The UN strives to ensure that data has value in the global as well as national domain. Its 2010 World Population and Housing Census Programme has sought out the cooperation of every country to complete at least one census between 2005 and 2014. This agenda peaked in 2011 with censuses conducted in 70 countries.
Shortened version of a documentary produced by the UN Population Fund on how censuses are conducted in five countries facing very difficult environments.
Demographic Transition
To stereotype the poorest countries with the custom of large family sizes is to turn a blind eye to history.

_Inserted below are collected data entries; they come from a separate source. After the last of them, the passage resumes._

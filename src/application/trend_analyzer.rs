//! Trend analyzer - descriptive statistics and a linear AQI forecast.
//!
//! Every function here is total: empty or degenerate input yields zeros,
//! never an error or NaN.

use crate::domain::air_quality::AirRecord;
use crate::domain::trend::{ForecastPoint, RegressionResult, TrendReport};
use std::collections::BTreeMap;

/// Mean AQI over all records, 0 when there are none
pub fn average_aqi(records: &[AirRecord]) -> f64 {
    let values: Vec<f64> = records.iter().map(|r| r.aqi).collect();
    mean(&values)
}

/// Arithmetic mean, 0 for an empty slice.
///
/// A sum that overflows is redone on values divided by the largest
/// magnitude, so the mean of finite values stays finite.
fn mean(values: &[f64]) -> f64 {
    if values.is_empty() {
        return 0.0;
    }
    let n = values.len() as f64;
    let total: f64 = values.iter().sum();
    if total.is_finite() {
        return total / n;
    }
    let scale = max_magnitude(values);
    scale * (values.iter().map(|v| v / scale).sum::<f64>() / n)
}

fn max_magnitude(values: &[f64]) -> f64 {
    values.iter().fold(0.0, |acc, v| acc.max(v.abs()))
}

/// Highest PM2.5 reading, 0 when there are none
pub fn max_pm25(records: &[AirRecord]) -> f64 {
    records
        .iter()
        .map(|r| r.pm25)
        .reduce(f64::max)
        .unwrap_or(0.0)
}

/// AQI readings grouped by calendar year, years ascending.
///
/// Records without a parseable date are dropped; `analyze` reports how many.
pub fn year_bucket(records: &[AirRecord]) -> BTreeMap<i32, Vec<f64>> {
    let mut buckets: BTreeMap<i32, Vec<f64>> = BTreeMap::new();
    for record in records {
        if let Some(year) = record.year() {
            buckets.entry(year).or_default().push(record.aqi);
        }
    }
    buckets
}

/// Mean AQI per year, in ascending year order
pub fn yearly_average(buckets: &BTreeMap<i32, Vec<f64>>) -> Vec<f64> {
    buckets
        .values()
        .map(|values| mean(values))
        .collect()
}

/// Ordinary least squares over `(i, values[i])` for `i = 0..n`.
///
/// The fit runs on values divided by their largest magnitude and is scaled
/// back afterwards, so the squared deviations cannot overflow.
pub fn fit_linear_regression(values: &[f64]) -> RegressionResult {
    match values {
        [] => return RegressionResult::new(0.0, 0.0, 0.0),
        [only] => return RegressionResult::new(0.0, *only, 0.0),
        _ => {}
    }

    let scale = max_magnitude(values);
    if scale == 0.0 {
        return RegressionResult::new(0.0, 0.0, 1.0);
    }
    let values: Vec<f64> = values.iter().map(|v| v / scale).collect();

    let n = values.len() as f64;
    let sum_x: f64 = (0..values.len()).map(|i| i as f64).sum();
    let sum_y: f64 = values.iter().sum();
    let sum_xy: f64 = values.iter().enumerate().map(|(i, &y)| i as f64 * y).sum();
    let sum_x2: f64 = (0..values.len()).map(|i| (i * i) as f64).sum();

    // x is 0..n-1, so for n >= 2 the denominator is n^2(n^2-1)/12 > 0
    let slope = (n * sum_xy - sum_x * sum_y) / (n * sum_x2 - sum_x * sum_x);
    let intercept = (sum_y - slope * sum_x) / n;

    let mean_y = sum_y / n;
    let ss_tot: f64 = values.iter().map(|&y| (y - mean_y).powi(2)).sum();
    let ss_res: f64 = values
        .iter()
        .enumerate()
        .map(|(i, &y)| (y - (slope * i as f64 + intercept)).powi(2))
        .sum();

    let r2 = if ss_tot == 0.0 {
        if ss_res == 0.0 { 1.0 } else { 0.0 }
    } else {
        1.0 - ss_res / ss_tot
    };

    RegressionResult::new(slope * scale, intercept * scale, r2)
}

/// Predictions for the `horizon` indices that follow `base_index` fitted points.
///
/// Step 1 lands on index `base_index`, the first position after the history.
pub fn forecast(regression: &RegressionResult, horizon: usize, base_index: usize) -> Vec<f64> {
    (1..=horizon)
        .map(|step| regression.predict_at((base_index + step - 1) as f64))
        .collect()
}

/// Percent change from the first to the last yearly average
pub fn growth_rate(yearly_averages: &[f64]) -> f64 {
    match yearly_averages {
        [first, .., last] if *first != 0.0 => (last - first) / first * 100.0,
        _ => 0.0,
    }
}

/// Regression line evaluated at each historical index
pub fn fitted_line(regression: &RegressionResult, len: usize) -> Vec<f64> {
    (0..len).map(|i| regression.predict_at(i as f64)).collect()
}

/// Last yearly average carried forward by one slope step
pub fn predicted_next(yearly_averages: &[f64], regression: &RegressionResult) -> f64 {
    yearly_averages
        .last()
        .map(|last| last + regression.slope)
        .unwrap_or(0.0)
}

/// Full analysis of one record batch
pub fn analyze(records: &[AirRecord], horizon: usize) -> TrendReport {
    let buckets = year_bucket(records);
    let undated_records = records.len() - buckets.values().map(Vec::len).sum::<usize>();
    if undated_records > 0 {
        tracing::debug!("Dropped {} records without a readable date", undated_records);
    }

    let years: Vec<i32> = buckets.keys().copied().collect();
    let yearly_averages = yearly_average(&buckets);
    let regression = fit_linear_regression(&yearly_averages);
    let base_index = yearly_averages.len();

    let forecast_points = forecast(&regression, horizon, base_index)
        .into_iter()
        .enumerate()
        .map(|(i, value)| ForecastPoint::new(i + 1, base_index + i, value))
        .collect();

    TrendReport {
        record_count: records.len(),
        average_aqi: average_aqi(records),
        max_pm25: max_pm25(records),
        growth_rate: growth_rate(&yearly_averages),
        predicted_next: predicted_next(&yearly_averages, &regression),
        fitted: fitted_line(&regression, base_index),
        years,
        yearly_averages,
        regression,
        forecast: forecast_points,
        undated_records,
    }
}

#[cfg(test)]
mod tests {
    use super::*;
    use chrono::NaiveDate;

    const EPS: f64 = 1e-9;

    fn rec(date: &str, aqi: f64, pm25: f64) -> AirRecord {
        AirRecord::new(NaiveDate::parse_from_str(date, "%Y-%m-%d").ok(), aqi, pm25)
    }

    fn assert_close(actual: f64, expected: f64) {
        assert!(
            (actual - expected).abs() < EPS,
            "expected {expected}, got {actual}"
        );
    }

    #[test]
    fn test_average_within_bounds() {
        let records = vec![
            rec("2020-01-01", 42.0, 10.0),
            rec("2020-02-01", 97.5, 10.0),
            rec("2020-03-01", 63.0, 10.0),
            rec("2020-04-01", 151.0, 10.0),
        ];
        let avg = average_aqi(&records);
        assert!((42.0..=151.0).contains(&avg));
        assert_close(avg, 88.375);
    }

    #[test]
    fn test_empty_statistics_are_zero() {
        assert_eq!(average_aqi(&[]), 0.0);
        assert_eq!(max_pm25(&[]), 0.0);
        assert!(year_bucket(&[]).is_empty());
        assert!(yearly_average(&BTreeMap::new()).is_empty());
    }

    #[test]
    fn test_max_pm25() {
        let records = vec![
            rec("2020-01-01", 1.0, 12.5),
            rec("2020-01-02", 1.0, 48.0),
            rec("2020-01-03", 1.0, 7.0),
        ];
        assert_eq!(max_pm25(&records), 48.0);
    }

    #[test]
    fn test_year_bucket_drops_undated() {
        let records = vec![
            rec("2021-06-01", 70.0, 0.0),
            rec("2020-01-01", 60.0, 0.0),
            rec("not-a-date", 999.0, 0.0),
            rec("2021-01-01", 90.0, 0.0),
        ];
        let buckets = year_bucket(&records);

        assert_eq!(buckets.keys().copied().collect::<Vec<_>>(), vec![2020, 2021]);
        assert_eq!(buckets[&2021], vec![70.0, 90.0]);
        assert_eq!(yearly_average(&buckets), vec![60.0, 80.0]);
    }

    #[test]
    fn test_regression_degenerate_cases() {
        assert_eq!(fit_linear_regression(&[]), RegressionResult::new(0.0, 0.0, 0.0));

        let single = fit_linear_regression(&[42.0]);
        assert_eq!(single.slope, 0.0);
        assert_eq!(single.intercept, 42.0);
    }

    #[test]
    fn test_regression_perfect_line() {
        let fit = fit_linear_regression(&[10.0, 20.0, 30.0, 40.0]);
        assert_close(fit.slope, 10.0);
        assert_close(fit.intercept, 10.0);
        assert_close(fit.r2, 1.0);

        assert_eq!(forecast(&fit, 1, 4).len(), 1);
        assert_close(forecast(&fit, 1, 4)[0], 50.0);
    }

    #[test]
    fn test_regression_constant_values() {
        let fit = fit_linear_regression(&[55.0, 55.0, 55.0]);
        assert_close(fit.slope, 0.0);
        assert_close(fit.intercept, 55.0);
        assert_eq!(fit.r2, 1.0);
        assert!(!fit.r2.is_nan());
    }

    #[test]
    fn test_regression_noisy_fit() {
        let fit = fit_linear_regression(&[1.0, 3.0, 2.0, 5.0, 4.0]);
        assert_close(fit.slope, 0.8);
        assert_close(fit.intercept, 1.4);
        assert_close(fit.r2, 0.64);
    }

    #[test]
    fn test_huge_readings_stay_finite() {
        let records = vec![rec("2020-01-01", 1e308, 0.0), rec("2021-01-01", 1e308, 0.0)];
        let avg = average_aqi(&records);
        assert!(avg.is_finite());
        assert_eq!(avg, 1e308);
        assert_eq!(yearly_average(&year_bucket(&records)), vec![1e308, 1e308]);

        let mixed = vec![rec("2020-01-01", 1.5e308, 0.0), rec("2020-01-02", 0.5e308, 0.0)];
        let avg = average_aqi(&mixed);
        assert!((0.5e308..=1.5e308).contains(&avg));
    }

    #[test]
    fn test_regression_on_huge_values() {
        let fit = fit_linear_regression(&[1e200, 3e200, 2e200]);
        assert!(fit.r2.is_finite());
        assert_close(fit.r2, 0.25);
        assert!((fit.slope / (1e200 / 6.0) - 1.0).abs() < EPS);
        assert!((fit.intercept / 0.5e200 - 1.0).abs() < EPS);
    }

    #[test]
    fn test_regression_all_zero() {
        assert_eq!(fit_linear_regression(&[0.0, 0.0]), RegressionResult::new(0.0, 0.0, 1.0));
    }

    #[test]
    fn test_growth_rate() {
        assert_close(growth_rate(&[50.0, 55.0]), 10.0);
        assert_eq!(growth_rate(&[50.0]), 0.0);
        assert_eq!(growth_rate(&[]), 0.0);
        assert_eq!(growth_rate(&[0.0, 30.0]), 0.0);
        assert_close(growth_rate(&[80.0, 120.0, 60.0]), -25.0);
    }

    #[test]
    fn test_analyze_empty_is_all_zero() {
        let report = analyze(&[], 3);

        assert_eq!(report.record_count, 0);
        assert_eq!(report.average_aqi, 0.0);
        assert_eq!(report.max_pm25, 0.0);
        assert_eq!(report.growth_rate, 0.0);
        assert_eq!(report.predicted_next, 0.0);
        assert_eq!(report.regression, RegressionResult::default());
        assert!(report.fitted.is_empty());
        assert!(report.forecast.iter().all(|p| p.value == 0.0));
    }

    #[test]
    fn test_analyze_three_years() {
        let records = vec![
            rec("2020-01-01", 80.0, 30.0),
            rec("2021-01-01", 90.0, 40.0),
            rec("2022-01-01", 100.0, 50.0),
        ];
        let report = analyze(&records, 3);

        assert_eq!(report.years, vec![2020, 2021, 2022]);
        assert_eq!(report.yearly_averages, vec![80.0, 90.0, 100.0]);
        assert_close(report.regression.slope, 10.0);
        assert_close(report.regression.intercept, 80.0);
        assert_close(report.average_aqi, 90.0);
        assert_eq!(report.max_pm25, 50.0);
        assert_close(report.growth_rate, 25.0);
        assert_close(report.predicted_next, 110.0);

        let values: Vec<f64> = report.forecast.iter().map(|p| p.value).collect();
        assert_eq!(values.len(), 3);
        assert_close(values[0], 110.0);
        assert_close(values[1], 120.0);
        assert_close(values[2], 130.0);
        assert_eq!(report.forecast[0].label, "+1");
        assert_eq!(report.forecast[2].index, 5);
    }

    #[test]
    fn test_analyze_counts_undated() {
        let records = vec![rec("2020-01-01", 80.0, 30.0), rec("garbage", 10.0, 90.0)];
        let report = analyze(&records, 1);

        assert_eq!(report.undated_records, 1);
        assert_eq!(report.years, vec![2020]);
        // undated records still count towards the overall statistics
        assert_close(report.average_aqi, 45.0);
        assert_eq!(report.max_pm25, 90.0);
    }
}
// Chunked JSON streaming utilities
use crate::infrastructure::http_response::brotli_compress;
use axum::body::Body;
use axum::http::{header, Response, StatusCode};
use axum::response::IntoResponse;
use bytes::{BufMut, Bytes, BytesMut};
use futures::stream::Stream;
use futures::StreamExt;
use serde::Serialize;

pub const FRAME_CONTENT_TYPE: &str = "application/x-ndframe+json";

/// Create a chunked streaming response, one length-prefixed frame per message
pub async fn chunked_json_stream<S, T>(
    stream: S,
    compress: bool,
) -> Result<Response<Body>, StatusCode>
where
    S: Stream<Item = T> + Send + 'static,
    T: Serialize + Send + Sync + 'static,
{
    let byte_stream = stream.then(move |msg| async move { encode_frame(&msg, compress).await });

    let body = Body::from_stream(byte_stream);

    // Frames are compressed one by one, so the response itself carries no
    // Content-Encoding; clients would otherwise try to inflate the framing.
    // No Content-Length either, hyper falls back to chunked transfer.
    Response::builder()
        .status(StatusCode::OK)
        .header(header::CONTENT_TYPE, FRAME_CONTENT_TYPE)
        .header("x-frame-encoding", if compress { "br" } else { "identity" })
        .body(body)
        .map_err(|_| StatusCode::INTERNAL_SERVER_ERROR)
}

/// Encode one message as `u32` big-endian length followed by the payload
pub async fn encode_frame<T: Serialize>(msg: &T, compress: bool) -> Result<Bytes, std::io::Error> {
    // 1. Serialize to JSON
    let json = serde_json::to_vec(msg).map_err(std::io::Error::other)?;

    // 2. Optionally compress
    let payload = if compress {
        brotli_compress(&json).await?
    } else {
        json
    };

    // 3. Prepend length
    let length = payload.len() as u32;
    let mut chunk = BytesMut::with_capacity(4 + payload.len());
    chunk.put_u32(length);
    chunk.put_slice(&payload);

    Ok(chunk.freeze())
}

/// Split a buffer of concatenated frames back into payloads
#[cfg(test)]
pub fn decode_frames(mut buffer: &[u8]) -> Option<Vec<Vec<u8>>> {
    let mut frames = Vec::new();
    while !buffer.is_empty() {
        if buffer.len() < 4 {
            return None;
        }
        let (len_bytes, rest) = buffer.split_at(4);
        let len = u32::from_be_bytes([len_bytes[0], len_bytes[1], len_bytes[2], len_bytes[3]]) as usize;
        if rest.len() < len {
            return None;
        }
        frames.push(rest[..len].to_vec());
        buffer = &rest[len..];
    }
    Some(frames)
}

/// Helper to create a streaming response from a receiver
pub async fn stream_from_receiver<T>(
    mut rx: tokio::sync::mpsc::Receiver<T>,
    compress: bool,
) -> impl IntoResponse
where
    T: Serialize + Send + Sync + 'static,
{
    let stream = async_stream::stream! {
        while let Some(msg) = rx.recv().await {
            yield msg;
        }
    };

    match chunked_json_stream(stream, compress).await {
        Ok(response) => response,
        Err(status) => status.into_response(),
    }
}

#[cfg(test)]
mod tests {
    use super::*;
    use async_compression::tokio::bufread::BrotliDecoder;
    use serde_json::{json, Value};
    use tokio::io::AsyncReadExt;

    #[tokio::test]
    async fn test_frame_layout() {
        let frame = encode_frame(&json!({ "type": "logged_out" }), false).await.unwrap();
        let payload = br#"{"type":"logged_out"}"#;

        assert_eq!(&frame[..4], &(payload.len() as u32).to_be_bytes());
        assert_eq!(&frame[4..], payload);
    }

    #[tokio::test]
    async fn test_compressed_frame() {
        let message = json!({ "type": "complete", "widgets": 7 });
        let frame = encode_frame(&message, true).await.unwrap();
        let frames = decode_frames(&frame).unwrap();

        let mut decoder = BrotliDecoder::new(&frames[0][..]);
        let mut raw = Vec::new();
        decoder.read_to_end(&mut raw).await.unwrap();
        assert_eq!(serde_json::from_slice::<Value>(&raw).unwrap(), message);
    }

    #[tokio::test]
    async fn test_stream_body() {
        let (tx, rx) = tokio::sync::mpsc::channel(4);
        tx.send(json!({ "n": 1 })).await.unwrap();
        tx.send(json!({ "n": 2 })).await.unwrap();
        drop(tx);

        let response = stream_from_receiver(rx, false).await.into_response();
        assert_eq!(response.headers()[header::CONTENT_TYPE], FRAME_CONTENT_TYPE);

        let body = axum::body::to_bytes(response.into_body(), usize::MAX).await.unwrap();
        let frames = decode_frames(&body).unwrap();
        assert_eq!(frames.len(), 2);
        assert_eq!(serde_json::from_slice::<Value>(&frames[1]).unwrap(), json!({ "n": 2 }));
    }

    #[test]
    fn test_truncated_buffer() {
        assert_eq!(decode_frames(&[0, 0, 0, 5, b'a']), None);
        assert_eq!(decode_frames(&[0, 0]), None);
        assert_eq!(decode_frames(&[]), Some(vec![]));
    }
}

Most people now living in richer countries will discover similar fecundity in their own families by tracing back just a few generations.

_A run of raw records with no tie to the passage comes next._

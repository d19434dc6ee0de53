use crate::application::upstream::ApiError;
use axum::{
    Json,
    http::StatusCode,
    response::{IntoResponse, Response},
};
use thiserror::Error;

#[derive(Error, Debug)]
pub enum AppError {
    #[error("Not logged in")]
    NotLoggedIn,

    #[error("{0}")]
    Validation(String),

    #[error("Upstream request failed")]
    Upstream(#[source] ApiError),

    #[error("Response encoding failed")]
    Encoding,
}

impl From<ApiError> for AppError {
    fn from(error: ApiError) -> Self {
        match error {
            ApiError::Unauthorized => AppError::NotLoggedIn,
            ApiError::Rejected(message) => AppError::Validation(message),
            other => AppError::Upstream(other),
        }
    }
}

impl IntoResponse for AppError {
    fn into_response(self) -> Response {
        let status = match &self {
            AppError::NotLoggedIn => StatusCode::UNAUTHORIZED,
            AppError::Validation(_) => StatusCode::BAD_REQUEST,
            AppError::Upstream(e) => {
                tracing::error!("Upstream failure: {}", e);
                StatusCode::BAD_GATEWAY
            }
            AppError::Encoding => StatusCode::INTERNAL_SERVER_ERROR,
        };

        (status, Json(serde_json::json!({ "message": self.to_string() }))).into_response()
    }
}
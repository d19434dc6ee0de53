// Domain layer - Plain data types, no I/O
pub mod account;
pub mod air_quality;
pub mod dashboard;
pub mod trend;
pub mod widgets;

The circumstances might have had much in common with contemporary Africa – poverty and high child mortality, dependence on surviving children for economic support, lack of education or job opportunities for women and the unavailability of any form of contraception.
The evolution to lower fertility rates and longer life expectancy experienced in developed countries correlates with their improving economic circumstances. This demographic transition reflects how access to modern medicine combines with greater choice in work, education and lifestyle to lessen the appeal of large families.

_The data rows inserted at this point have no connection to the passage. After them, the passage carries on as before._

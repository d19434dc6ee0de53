// Auth context - explicit holder of the caller's bearer token
use std::sync::{Arc, RwLock};

/// Shared, cloneable handle over an optional bearer token.
///
/// Clones observe the same token, so concurrent fetches started for one
/// request agree on when the session ended.
#[derive(Debug, Clone, Default)]
pub struct AuthContext {
    token: Arc<RwLock<Option<String>>>,
}

impl AuthContext {
    pub fn new() -> Self {
        Self::default()
    }

    pub fn with_token(token: impl Into<String>) -> Self {
        let context = Self::new();
        context.store(token);
        context
    }

    /// Build from an `Authorization` header value (`Bearer <token>`, scheme
    /// matched case-insensitively)
    pub fn from_authorization(header: Option<&str>) -> Self {
        let token = header
            .and_then(|h| h.trim().split_once(' '))
            .filter(|(scheme, _)| scheme.eq_ignore_ascii_case("bearer"))
            .map(|(_, token)| token);
        match token {
            Some(token) => Self::with_token(token),
            None => Self::new(),
        }
    }

    pub fn token(&self) -> Option<String> {
        self.token
            .read()
            .unwrap_or_else(|poisoned| poisoned.into_inner())
            .clone()
    }

    /// Store a token; blank tokens leave the context logged out
    pub fn store(&self, token: impl Into<String>) {
        let token = token.into();
        let token = token.trim();
        let mut slot = self
            .token
            .write()
            .unwrap_or_else(|poisoned| poisoned.into_inner());
        *slot = (!token.is_empty()).then(|| token.to_string());
    }

    pub fn is_logged_in(&self) -> bool {
        self.token
            .read()
            .unwrap_or_else(|poisoned| poisoned.into_inner())
            .is_some()
    }

    /// Clear the token. Returns true only for the call that ended the session.
    pub fn log_out(&self) -> bool {
        self.token
            .write()
            .unwrap_or_else(|poisoned| poisoned.into_inner())
            .take()
            .is_some()
    }
}
// In-memory upstream used by unit tests
use crate::application::upstream::{AirDataSource, ApiError, ApiResult};
use crate::domain::account::UserProfile;
use crate::domain::air_quality::AirRecord;
use async_trait::async_trait;
use std::sync::atomic::{AtomicUsize, Ordering};
use std::time::Duration;

pub struct FakeSource {
    records: Option<Vec<AirRecord>>,
    profile: Option<UserProfile>,
    reject_profile: bool,
    records_delay: Option<Duration>,
    calls: AtomicUsize,
}

impl FakeSource {
    pub fn ok(records: Vec<AirRecord>) -> Self {
        Self {
            records: Some(records),
            profile: Some(UserProfile {
                name: Some("Test User".to_string()),
                email: Some("test@example.com".to_string()),
                ..UserProfile::default()
            }),
            reject_profile: false,
            records_delay: None,
            calls: AtomicUsize::new(0),
        }
    }

    pub fn reject_records(mut self) -> Self {
        self.records = None;
        self
    }

    pub fn reject_profile(mut self) -> Self {
        self.reject_profile = true;
        self
    }

    pub fn delay_records(mut self, delay: Duration) -> Self {
        self.records_delay = Some(delay);
        self
    }

    pub fn calls(&self) -> usize {
        self.calls.load(Ordering::SeqCst)
    }
}

#[async_trait]
impl AirDataSource for FakeSource {
    async fn fetch_records(&self, _token: &str) -> ApiResult<Vec<AirRecord>> {
        self.calls.fetch_add(1, Ordering::SeqCst);
        if let Some(delay) = self.records_delay {
            tokio::time::sleep(delay).await;
        }
        self.records.clone().ok_or(ApiError::Unauthorized)
    }

    async fn fetch_profile(&self, _token: &str) -> ApiResult<Option<UserProfile>> {
        self.calls.fetch_add(1, Ordering::SeqCst);
        if self.reject_profile {
            return Err(ApiError::Unauthorized);
        }
        Ok(self.profile.clone())
    }
}
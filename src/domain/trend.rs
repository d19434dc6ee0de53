// Trend analysis results
use serde::Serialize;

/// Least-squares line over unit-spaced indices `0..n`
#[derive(Debug, Clone, Copy, PartialEq, Default, Serialize)]
pub struct RegressionResult {
    /// Change in AQI per index step
    pub slope: f64,
    /// Fitted value at index 0
    pub intercept: f64,
    pub r2: f64,
}

impl RegressionResult {
    pub fn new(slope: f64, intercept: f64, r2: f64) -> Self {
        Self {
            slope,
            intercept,
            r2,
        }
    }

    pub fn predict_at(&self, index: f64) -> f64 {
        self.slope * index + self.intercept
    }
}

#[derive(Debug, Clone, PartialEq, Serialize)]
pub struct ForecastPoint {
    pub step: usize,
    pub index: usize,
    pub label: String,
    pub value: f64,
}

impl ForecastPoint {
    pub fn new(step: usize, index: usize, value: f64) -> Self {
        Self {
            step,
            index,
            label: format!("+{}", step),
            value,
        }
    }
}

/// Everything the dashboard displays, derived from one record batch
#[derive(Debug, Clone, PartialEq, Default, Serialize)]
#[serde(rename_all = "camelCase")]
pub struct TrendReport {
    pub record_count: usize,
    pub average_aqi: f64,
    pub max_pm25: f64,
    pub years: Vec<i32>,
    pub yearly_averages: Vec<f64>,
    pub regression: RegressionResult,
    pub growth_rate: f64,
    pub predicted_next: f64,
    pub fitted: Vec<f64>,
    pub forecast: Vec<ForecastPoint>,
    pub undated_records: usize,
}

In this transition from high to low fertility and mortality rates, the latter has invariably outpaced the former. The consequence is a “baby boom” and a rapid rise in national population. When the birth rate finally stabilises at its lower level, a country’s population profile will progressively age as the “baby boom” generation matures.
Countries around the world find themselves at very different points within the demographic transition. The 48 Least Developed Countries are at an early stage where improvements in health services are just beginning to take effect. The fertility rate remains high at 4.4, 60% of people are aged under 25 and the combined populations are projected to double to 1.7 billion by 2050.
The contrast with richer countries is dramatic. In no fewer than 75 countries, including Brazil, Iran and Thailand, the fertility rate has fallen below 2.1, the threshold for natural population replacement. Almost half of the world’s population is therefore stable or falling.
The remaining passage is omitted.